There are some excellent portions of dark humour in the book. Eileen’s awakening after a night of drinking with Rebecca on p152 is funny and accurately describes the disorderly aftermath of extreme intoxication. On p202 Eileen is perturbed by ‘Rebecca’s disregard for decorum, to put it lightly’ when, in the absence of a corkscrew, she smashes open the bottle of wine Eileen has brought on the countertop. Conversely, the scene where Eileen steals Jesus’s swaddling from the nativity scene to wrap up the bottle of wine seems a forced and clunky attempt at symbolism.
The book had some really great bits but wasn’t consistently good.

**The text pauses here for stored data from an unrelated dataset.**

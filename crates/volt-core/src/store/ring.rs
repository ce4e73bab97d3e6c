//! Ring address arithmetic.
//!
//! All modular address math for the circular regions lives here; the
//! other store components only ever call these helpers and never compute
//! `%`/`+`/`-` on physical addresses themselves. The capacities involved
//! are not powers of two, so wraparound must be exact: no byte skipped
//! and none double-counted at the boundary.
//!
//! Cursors elsewhere in the store are *logical* monotonic `u64` positions
//! and are mapped to physical ring offsets only through [`phys`].

/// A contiguous circular region of the non-volatile address space.
#[derive(Debug, Clone, Copy, PartialEq, Eq)]
pub struct Region {
    /// First physical byte address of the region.
    pub base: u32,
    /// Region size in bytes; all ring offsets are modulo this value.
    pub capacity: u32,
}

impl Region {
    /// Create a region covering `[base, base + capacity)`.
    pub const fn new(base: u32, capacity: u32) -> Self {
        Self { base, capacity }
    }
}

/// Map a monotonic logical position to a physical ring offset.
pub fn phys(pos: u64, capacity: u32) -> u32 {
    debug_assert!(capacity > 0);
    (pos % capacity as u64) as u32
}

/// Advance a physical ring offset by `n`, wrapping at `capacity`.
pub fn advance(addr: u32, n: u32, capacity: u32) -> u32 {
    debug_assert!(addr < capacity);
    ((addr as u64 + n as u64) % capacity as u64) as u32
}

/// Forward circular distance from `from` to `to`.
pub fn distance(from: u32, to: u32, capacity: u32) -> u32 {
    debug_assert!(from < capacity && to < capacity);
    if to >= from {
        to - from
    } else {
        capacity - from + to
    }
}

/// Split a span of `len` bytes starting at ring offset `addr` into the
/// physically contiguous chunks it occupies.
///
/// Returns the first `(offset, len)` chunk and, when the span straddles
/// the wrap boundary, the second chunk starting at offset 0. `len` must
/// not exceed `capacity`.
pub fn segments(addr: u32, len: u32, capacity: u32) -> ((u32, u32), Option<(u32, u32)>) {
    debug_assert!(addr < capacity);
    debug_assert!(len <= capacity);
    let first = len.min(capacity - addr);
    if first == len {
        ((addr, len), None)
    } else {
        ((addr, first), Some((0, len - first)))
    }
}
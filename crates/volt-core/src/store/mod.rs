//! Non-volatile sample store.
//!
//! Three layers, leaves first:
//!
//! - [`ByteStore`]: raw byte I/O over a fixed-size non-volatile array
//!   (an SPI serial EEPROM on hardware, [`MemStore`] on the host).
//! - [`ring`]: the one place that performs modular address arithmetic.
//! - [`RingLog`]: append/read circular log with separate write, read and
//!   committed cursors, instantiated once per region (raw samples and
//!   compressed tokens).

pub mod byte_store;
pub mod ring;
pub mod ring_log;

pub use byte_store::{ByteStore, MemStore, SpiEeprom};
pub use ring::Region;
pub use ring_log::RingLog;
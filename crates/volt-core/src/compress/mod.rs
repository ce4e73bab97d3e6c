//! Streaming LZ-variant compressor for the sample store.
//!
//! [`token`] defines the two-format token encoding written to the
//! compressed ring log; [`Encoder`] consumes the raw ring log one sample
//! per call, searching for matches across samples within a batch window
//! and carrying partial-match / partial-literal state between calls so
//! no sample is ever buffered twice.
//!
//! No decoder runs on the device; decompression happens server-side.

pub mod encoder;
pub mod token;

pub use encoder::{Continuation, Encoder, EncoderStats};
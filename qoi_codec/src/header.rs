use crate::error::{FormatError, ImageError};

/// The four magic bytes every QOI file starts with.
pub const QOI_MAGIC: &[u8; 4] = b"qoif";
/// The fixed length of an encoded header.
pub const QOI_HEADER_LEN: usize = 14;
/// The marker terminating every QOI file.
pub const QOI_END_MARKER: [u8; 8] = [0, 0, 0, 0, 0, 0, 0, 1];
/// The longest run a single `RUN` token can describe.
pub const QOI_MAX_RUN: u8 = 62;

/// The number of color channels declared by an image. The encoded stream
/// always carries alpha, the tag only describes the source image.
#[derive(Clone, Copy, Debug, Eq, PartialEq)]
pub enum Channels {
  Rgb = 3,
  Rgba = 4,
}

impl TryFrom<u8> for Channels {
  type Error = u8;

  fn try_from(byte: u8) -> Result<Self, Self::Error> {
    match byte {
      3 => Ok(Channels::Rgb),
      4 => Ok(Channels::Rgba),
      other => Err(other),
    }
  }
}

/// How an image's colors are organized.
#[derive(Clone, Copy, Debug, Eq, PartialEq)]
pub enum Colorspace {
  /// sRGB color channels with a linear alpha channel.
  Srgb = 0,
  /// All channels linear.
  Linear = 1,
}

impl TryFrom<u8> for Colorspace {
  type Error = u8;

  fn try_from(byte: u8) -> Result<Self, Self::Error> {
    match byte {
      0 => Ok(Colorspace::Srgb),
      1 => Ok(Colorspace::Linear),
      other => Err(other),
    }
  }
}

/// The decoded contents of a 14 byte QOI header.
#[derive(Clone, Copy, Debug, Eq, PartialEq)]
pub struct Header {
  /// The image's width in pixels.
  pub width: u32,
  /// The image's height in pixels.
  pub height: u32,
  /// The image's declared channel count, see [Channels].
  pub channels: Channels,
  /// The image's colorspace, see [Colorspace].
  pub colorspace: Colorspace,
}

impl Header {
  /// Builds a header from the raw channel and colorspace tags of an
  /// in-memory image.
  pub fn new(width: u32, height: u32, channels: u8, colorspace: u8) -> Result<Self, ImageError> {
    Ok(Self {
      width,
      height,
      channels: Channels::try_from(channels).map_err(ImageError::InvalidChannels)?,
      colorspace: Colorspace::try_from(colorspace).map_err(ImageError::InvalidColorspace)?,
    })
  }

  /// Serializes the header as magic, big-endian width and height, channel
  /// count and colorspace.
  pub fn to_bytes(&self) -> [u8; QOI_HEADER_LEN] {
    let mut bytes = [0; QOI_HEADER_LEN];

    bytes[..4].copy_from_slice(QOI_MAGIC);
    bytes[4..8].copy_from_slice(&self.width.to_be_bytes());
    bytes[8..12].copy_from_slice(&self.height.to_be_bytes());
    bytes[12] = self.channels as u8;
    bytes[13] = self.colorspace as u8;

    bytes
  }

  /// Parses exactly [QOI_HEADER_LEN] bytes.
  pub fn from_bytes(bytes: &[u8]) -> Result<Self, FormatError> {
    let bytes: &[u8; QOI_HEADER_LEN] = bytes
      .try_into()
      .map_err(|_| FormatError::InvalidHeaderLength(bytes.len()))?;

    if &bytes[..4] != QOI_MAGIC {
      return Err(FormatError::InvalidMagic);
    }

    let width = u32::from_be_bytes([bytes[4], bytes[5], bytes[6], bytes[7]]);
    let height = u32::from_be_bytes([bytes[8], bytes[9], bytes[10], bytes[11]]);

    if width == 0 || height == 0 {
      return Err(FormatError::InvalidDimensions);
    }

    Ok(Self {
      width,
      height,
      channels: Channels::try_from(bytes[12]).map_err(FormatError::InvalidChannels)?,
      colorspace: Colorspace::try_from(bytes[13]).map_err(FormatError::InvalidColorspace)?,
    })
  }
}

#[cfg(test)]
mod tests {
  use super::*;

  fn header_bytes(width: u32, height: u32, channels: u8, colorspace: u8) -> Vec<u8> {
    let mut bytes = Vec::new();

    bytes.extend_from_slice(QOI_MAGIC);
    bytes.extend_from_slice(&width.to_be_bytes());
    bytes.extend_from_slice(&height.to_be_bytes());
    bytes.extend_from_slice(&[channels, colorspace]);
    bytes
  }

  #[test]
  fn test_header_to_bytes() {
    let header = Header::new(800, 600, 4, 0).expect("Failed to build header");

    assert_eq!(header.to_bytes().as_slice(), header_bytes(800, 600, 4, 0).as_slice());
    assert_eq!(
      header.to_bytes(),
      [b'q', b'o', b'i', b'f', 0, 0, 3, 32, 0, 0, 2, 88, 4, 0]
    );
  }

  #[test]
  fn test_header_from_bytes() {
    assert_eq!(
      Header::from_bytes(&header_bytes(3, 7, 3, 1)),
      Ok(Header { width: 3, height: 7, channels: Channels::Rgb, colorspace: Colorspace::Linear })
    );
  }

  #[test]
  fn test_header_rejects_bad_tags() {
    assert_eq!(Header::new(1, 1, 5, 0), Err(ImageError::InvalidChannels(5)));
    assert_eq!(Header::new(1, 1, 4, 2), Err(ImageError::InvalidColorspace(2)));
    assert_eq!(
      Header::from_bytes(&header_bytes(1, 1, 2, 0)),
      Err(FormatError::InvalidChannels(2))
    );
    assert_eq!(
      Header::from_bytes(&header_bytes(1, 1, 4, 9)),
      Err(FormatError::InvalidColorspace(9))
    );
  }

  #[test]
  fn test_header_rejects_bad_magic() {
    let mut bytes = header_bytes(1, 1, 4, 0);
    bytes[0] = b'Q';

    assert_eq!(Header::from_bytes(&bytes), Err(FormatError::InvalidMagic));
  }

  #[test]
  fn test_header_rejects_wrong_length() {
    let bytes = header_bytes(1, 1, 4, 0);

    assert_eq!(Header::from_bytes(&bytes[..13]), Err(FormatError::InvalidHeaderLength(13)));
    assert_eq!(Header::from_bytes(&[]), Err(FormatError::InvalidHeaderLength(0)));
  }

  #[test]
  fn test_header_rejects_empty_dimensions() {
    assert_eq!(
      Header::from_bytes(&header_bytes(0, 10, 4, 0)),
      Err(FormatError::InvalidDimensions)
    );
    assert_eq!(
      Header::from_bytes(&header_bytes(10, 0, 4, 0)),
      Err(FormatError::InvalidDimensions)
    );
  }
}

It had an uneven, patchy pace and structure. With the exception of the scenes in Rebecca’s ‘house’ and the associated plot twist, I prefered the more quotidien sections. Everything I have read by Otessa Moshfegh is so militantly depraved and ugly, I wonder why she chooses to exclude more positive feelings and sentiments from her work so entirely. Perhaps it is something deep and philosophical relating to sin and moral corruption being more permanent facets of the human character than, for instance, joy, love and beauty. Whatever the case, I didn’t dislike this book for being dark. I did feel that it is overdone and poorly executed in some places. If it remains the sole focus of her work, would this end up making her a rather one dimensional author? It’s surely too early to tell but I think it would be a shame if such a good writer limited herself in this kind of way.